14.9. Sitomeca’s provides no warranty with regard to defects in Deliverables
– if the Deliverables were not used or handled in accordance with the agreed intended use, or
failing such agreement, for the purposes for which they were designed;
– if the Deliverables were processed or changed;
– if Sitomeca acted according to Purchaser’s instructions;
– unless Purchases demonstrates that the Deliverables were used or handled in accordance to
Sitomeca’s handling guidelines, which Purchaser can obtain from Sitomeca at all times, and
regardless if these guidelines were specifically requested;
– if the Defect is due to transport, unless according to the Contract such transport is Sitomeca’s
responsibility.

15. Non-performance unspecified in these Terms and Conditions of Sale

15.1. In a case of breach of the Contract by Sitomeca that is not expressly covered by the General Terms
and Conditions, Purchaser may not terminate the Contract unless Sitomeca fails to cure the breach
after being requested to do so by the Supplier by a registered letter specifying the nature of the
breach and announcing Purchaser’s intention to terminate the Contract. Purchaser may not
terminate the Contract sooner than after the expiry of the term specified in the said registered letter
which term must be reasonable taking into account the nature of the invoked breach. Purchaser’s
right to terminate the Contract is limited to the part of the contract affected by the breach or with
respect of the Deliverables affected by the breach.

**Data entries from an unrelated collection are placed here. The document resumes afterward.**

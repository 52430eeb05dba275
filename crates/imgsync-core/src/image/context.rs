use super::image_ref::{DeclaredImage, ImageRef};
use super::name::NamingConvention;
use super::product::{ProductProjection, VariantData};
use super::variant::{VariantImageState, VariantSource};

/// Aggregate image state for one product: the primary variant first, then
/// every secondary variant in input order.
#[derive(Debug, Clone, PartialEq, Eq)]
pub struct ProductImageContext {
    pub product_id: String,
    pub variants: Vec<VariantImageState>,
}

impl ProductImageContext {
    /// Builds the per-variant view from a raw projection.
    ///
    /// Every variant is processed regardless of whether any configured image
    /// attribute is present on it. Pure transformation, no side effects.
    pub fn build(projection: &ProductProjection, image_attributes: &[String]) -> Self {
        let mut variants = Vec::with_capacity(1 + projection.variants.len());
        variants.push(build_variant(
            &projection.master_variant,
            VariantSource::Primary,
            image_attributes,
        ));
        for variant in &projection.variants {
            variants.push(build_variant(
                variant,
                VariantSource::Secondary,
                image_attributes,
            ));
        }
        Self {
            product_id: projection.id.clone(),
            variants,
        }
    }
}

fn build_variant(
    variant: &VariantData,
    source: VariantSource,
    image_attributes: &[String],
) -> VariantImageState {
    let attached = variant
        .images
        .iter()
        .map(|img| ImageRef::from_url(&img.url, NamingConvention::Catalog))
        .collect();

    let mut declared = Vec::new();
    for attr in &variant.attributes {
        if !image_attributes.iter().any(|name| name == &attr.name) {
            continue;
        }
        // Only single string values declare an image; lists, objects and
        // numbers are skipped silently.
        let Some(url) = attr.value.as_str() else {
            continue;
        };
        declared.push(DeclaredImage {
            image: ImageRef::from_url(url, NamingConvention::SourceFeed),
            attribute_name: attr.name.clone(),
        });
    }

    VariantImageState {
        variant_id: variant.id,
        source,
        attached,
        declared,
    }
}
//! Service wiring for the product image sync connector: the warp event
//! endpoint and its composition with the infra adapters.

pub mod web;
mod image_downloader;

pub use image_downloader::HttpImageFetcher;
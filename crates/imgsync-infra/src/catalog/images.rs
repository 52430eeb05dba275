//! Port implementations for image upload, batched removal, and projection
//! reads against the catalog API.

use async_trait::async_trait;
use log::{debug, info};
use reqwest::header::CONTENT_TYPE;
use reqwest::StatusCode;
use serde_json::json;

use imgsync_core::image::ProductProjection;
use imgsync_core::ports::{
    CatalogImageReaderPort, CatalogImageWriterPort, CatalogReadError, ImageRemoval, ImageUpload,
    RemoveImagesError, UploadError,
};

use super::client::CatalogClient;

/// Content types the catalog accepts; anything else is sent as jpeg.
const SUPPORTED_EXTENSIONS: [&str; 3] = ["jpeg", "png", "gif"];

fn content_type_for(extension: &str) -> String {
    if SUPPORTED_EXTENSIONS.contains(&extension) {
        format!("image/{extension}")
    } else {
        "image/jpeg".to_string()
    }
}

#[async_trait]
impl CatalogImageWriterPort for CatalogClient {
    async fn upload(&self, product_id: &str, image: ImageUpload) -> Result<(), UploadError> {
        let token = self
            .access_token()
            .await
            .map_err(|err| UploadError::Transport {
                filename: image.filename.clone(),
                message: err.to_string(),
            })?;

        let variant = image.variant_id.to_string();
        let response = self
            .http
            .post(format!("{}/images", self.products_url(product_id)))
            .bearer_auth(token)
            .query(&[
                ("filename", image.filename.as_str()),
                ("variant", variant.as_str()),
                ("staged", "false"),
            ])
            .header(CONTENT_TYPE, content_type_for(&image.extension))
            .body(image.bytes.clone())
            .send()
            .await
            .map_err(|err| UploadError::Transport {
                filename: image.filename.clone(),
                message: err.to_string(),
            })?;

        let status = response.status();
        if status.is_success() {
            info!(
                "uploaded {}.{} to product {} variant {}",
                image.filename, image.extension, product_id, image.variant_id
            );
            return Ok(());
        }

        let message = response.text().await.unwrap_or_default();
        Err(UploadError::Rejected {
            filename: image.filename,
            message: format!("status {status}: {message}"),
        })
    }

    async fn remove_images(
        &self,
        product_id: &str,
        version: u64,
        removals: Vec<ImageRemoval>,
    ) -> Result<(), RemoveImagesError> {
        let token = self
            .access_token()
            .await
            .map_err(|err| RemoveImagesError::Api(err.to_string()))?;

        let actions: Vec<_> = removals
            .iter()
            .map(|removal| {
                json!({
                    "action": "removeImage",
                    "imageUrl": removal.image_url,
                    "variantId": removal.variant_id,
                    "staged": false,
                })
            })
            .collect();
        debug!(
            "removing {} images from product {product_id} at version {version}",
            actions.len()
        );

        let response = self
            .http
            .post(self.products_url(product_id))
            .bearer_auth(token)
            .json(&json!({ "version": version, "actions": actions }))
            .send()
            .await
            .map_err(|err| RemoveImagesError::Api(err.to_string()))?;

        match response.status() {
            status if status.is_success() => Ok(()),
            StatusCode::CONFLICT => Err(RemoveImagesError::Conflict { version }),
            status => {
                let message = response.text().await.unwrap_or_default();
                Err(RemoveImagesError::Api(format!("status {status}: {message}")))
            }
        }
    }
}

#[async_trait]
impl CatalogImageReaderPort for CatalogClient {
    async fn product_projection(
        &self,
        product_id: &str,
    ) -> Result<ProductProjection, CatalogReadError> {
        let token = self
            .access_token()
            .await
            .map_err(|err| CatalogReadError::Api(err.to_string()))?;

        let response = self
            .http
            .get(self.product_projections_url(product_id))
            .bearer_auth(token)
            .send()
            .await
            .map_err(|err| CatalogReadError::Api(err.to_string()))?;

        match response.status() {
            StatusCode::NOT_FOUND => Err(CatalogReadError::NotFound(product_id.to_string())),
            status if status.is_success() => response
                .json()
                .await
                .map_err(|err| CatalogReadError::Api(err.to_string())),
            status => Err(CatalogReadError::Api(format!("status {status}"))),
        }
    }
}
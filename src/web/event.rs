//! `POST /event` - the Pub/Sub push endpoint that triggers one
//! reconciliation pass per product-published notification.

use std::convert::Infallible;
use std::sync::Arc;

use base64::engine::general_purpose::STANDARD as BASE64;
use base64::Engine as _;
use log::{error, info};
use serde::Deserialize;
use serde_json::json;
use warp::http::StatusCode;
use warp::{Filter, Rejection, Reply};

use imgsync_app::{ProductPublished, ReconcileProductImages};
use imgsync_core::image::ProductProjection;
use imgsync_core::ports::{CatalogImageReaderPort, CatalogImageWriterPort, ImageFetcherPort};

/// Pub/Sub push envelope.
#[derive(Debug, Deserialize)]
struct PushEnvelope {
    message: Option<PushMessage>,
}

#[derive(Debug, Deserialize)]
struct PushMessage {
    data: Option<String>,
}

/// Decoded notification payload: either the full projection inline or a
/// bare product reference to resolve through the catalog reader.
#[derive(Debug, Deserialize)]
#[serde(rename_all = "camelCase")]
struct EventPayload {
    product_projection: Option<ProductProjection>,
    resource: Option<ResourceRef>,
}

#[derive(Debug, Deserialize)]
struct ResourceRef {
    id: String,
}

/// Event route.
pub fn route<F, W, R>(
    reconcile: Arc<ReconcileProductImages<F, W>>,
    reader: Arc<R>,
) -> impl Filter<Extract = impl Reply, Error = Rejection> + Clone
where
    F: ImageFetcherPort + 'static,
    W: CatalogImageWriterPort + 'static,
    R: CatalogImageReaderPort + 'static,
{
    warp::path!("event")
        .and(warp::post())
        .and(warp::body::json())
        .and(with_reconcile(reconcile))
        .and(with_reader(reader))
        .and_then(handle_event)
}

fn with_reconcile<F, W>(
    reconcile: Arc<ReconcileProductImages<F, W>>,
) -> impl Filter<Extract = (Arc<ReconcileProductImages<F, W>>,), Error = Infallible> + Clone
where
    F: ImageFetcherPort + 'static,
    W: CatalogImageWriterPort + 'static,
{
    warp::any().map(move || reconcile.clone())
}

fn with_reader<R>(
    reader: Arc<R>,
) -> impl Filter<Extract = (Arc<R>,), Error = Infallible> + Clone
where
    R: CatalogImageReaderPort + 'static,
{
    warp::any().map(move || reader.clone())
}

async fn handle_event<F, W, R>(
    envelope: PushEnvelope,
    reconcile: Arc<ReconcileProductImages<F, W>>,
    reader: Arc<R>,
) -> Result<warp::reply::WithStatus<warp::reply::Json>, Rejection>
where
    F: ImageFetcherPort + 'static,
    W: CatalogImageWriterPort + 'static,
    R: CatalogImageReaderPort + 'static,
{
    let Some(message) = envelope.message else {
        return Ok(bad_request("no Pub/Sub message in request body"));
    };
    let Some(data) = message.data else {
        return Ok(bad_request("no data in Pub/Sub message"));
    };

    let decoded = match BASE64.decode(data.trim()) {
        Ok(bytes) => bytes,
        Err(err) => {
            error!("event data is not valid base64: {err}");
            return Ok(bad_request("message data is not valid base64"));
        }
    };
    let payload: EventPayload = match serde_json::from_slice(&decoded) {
        Ok(payload) => payload,
        Err(err) => {
            error!("event data is not a product notification: {err}");
            return Ok(bad_request("message data is not a product notification"));
        }
    };

    let projection = match (payload.product_projection, payload.resource) {
        (Some(projection), _) => projection,
        (None, Some(resource)) => match reader.product_projection(&resource.id).await {
            Ok(projection) => projection,
            Err(err) => {
                error!("failed to read product {}: {err}", resource.id);
                return Ok(internal_error("could not load product from catalog"));
            }
        },
        (None, None) => {
            return Ok(bad_request(
                "notification carries neither a projection nor a product reference",
            ));
        }
    };

    info!("reconciling images for product {}", projection.id);
    match reconcile.run(ProductPublished { projection }).await {
        Ok(result) => Ok(warp::reply::with_status(
            warp::reply::json(&result),
            StatusCode::OK,
        )),
        Err(err) => {
            error!("reconciliation failed: {err:#}");
            Ok(internal_error("reconciliation failed"))
        }
    }
}

fn bad_request(message: &str) -> warp::reply::WithStatus<warp::reply::Json> {
    warp::reply::with_status(
        warp::reply::json(&json!({ "error": message })),
        StatusCode::BAD_REQUEST,
    )
}

fn internal_error(message: &str) -> warp::reply::WithStatus<warp::reply::Json> {
    warp::reply::with_status(
        warp::reply::json(&json!({ "error": message })),
        StatusCode::INTERNAL_SERVER_ERROR,
    )
}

15.2. In a case of breach of the Contract by Purchaser that is not expressly covered by the General Terms
and Conditions Sitomeca may terminate the Contract in part or in whole at any time by a written
notice sent to Purchaser, provided that such breach continues for a period of thirty (30) days after a
formal notice of default was sent to Purchaser specifying the nature of the breach and requesting
to cure it.

15.3. If an unforeseen event results in Sitomeca’s performance of the Contract becoming impossible or
results in the change in the economic balance of the Contract which renders the performance
thereof considerably more burdensome for Sitomeca, Sitomeca shall be entitled to partially or fully
terminate the Contract, without compensation of any nature being due to Purchaser, provided that
Sitomeca immediately informs Purchaser of such event after obtaining knowledge thereof. In case
of such termination the Purchaser will only be entitled to payment of that part of the Price that
corresponds with the Deliverables effectively supplied to Purchaser.

16. Jurisdiction and applicable law

16.1. The place of jurisdiction for both Purchaser and Sitomeca shall be at the registered office of
Sitomeca. Sitomeca shall, however, be entitled to sue Purchaser at the latter’s registered address.

16.2. The contract shall be governed by Belgian substantive law to the exclusion of the UN Convention
on Contracts for the International Sale of Goods dated April 11, 1980 and the Hague Conventions
relating to a Uniform Law on the International Sale of Goods dated June 15, 1955.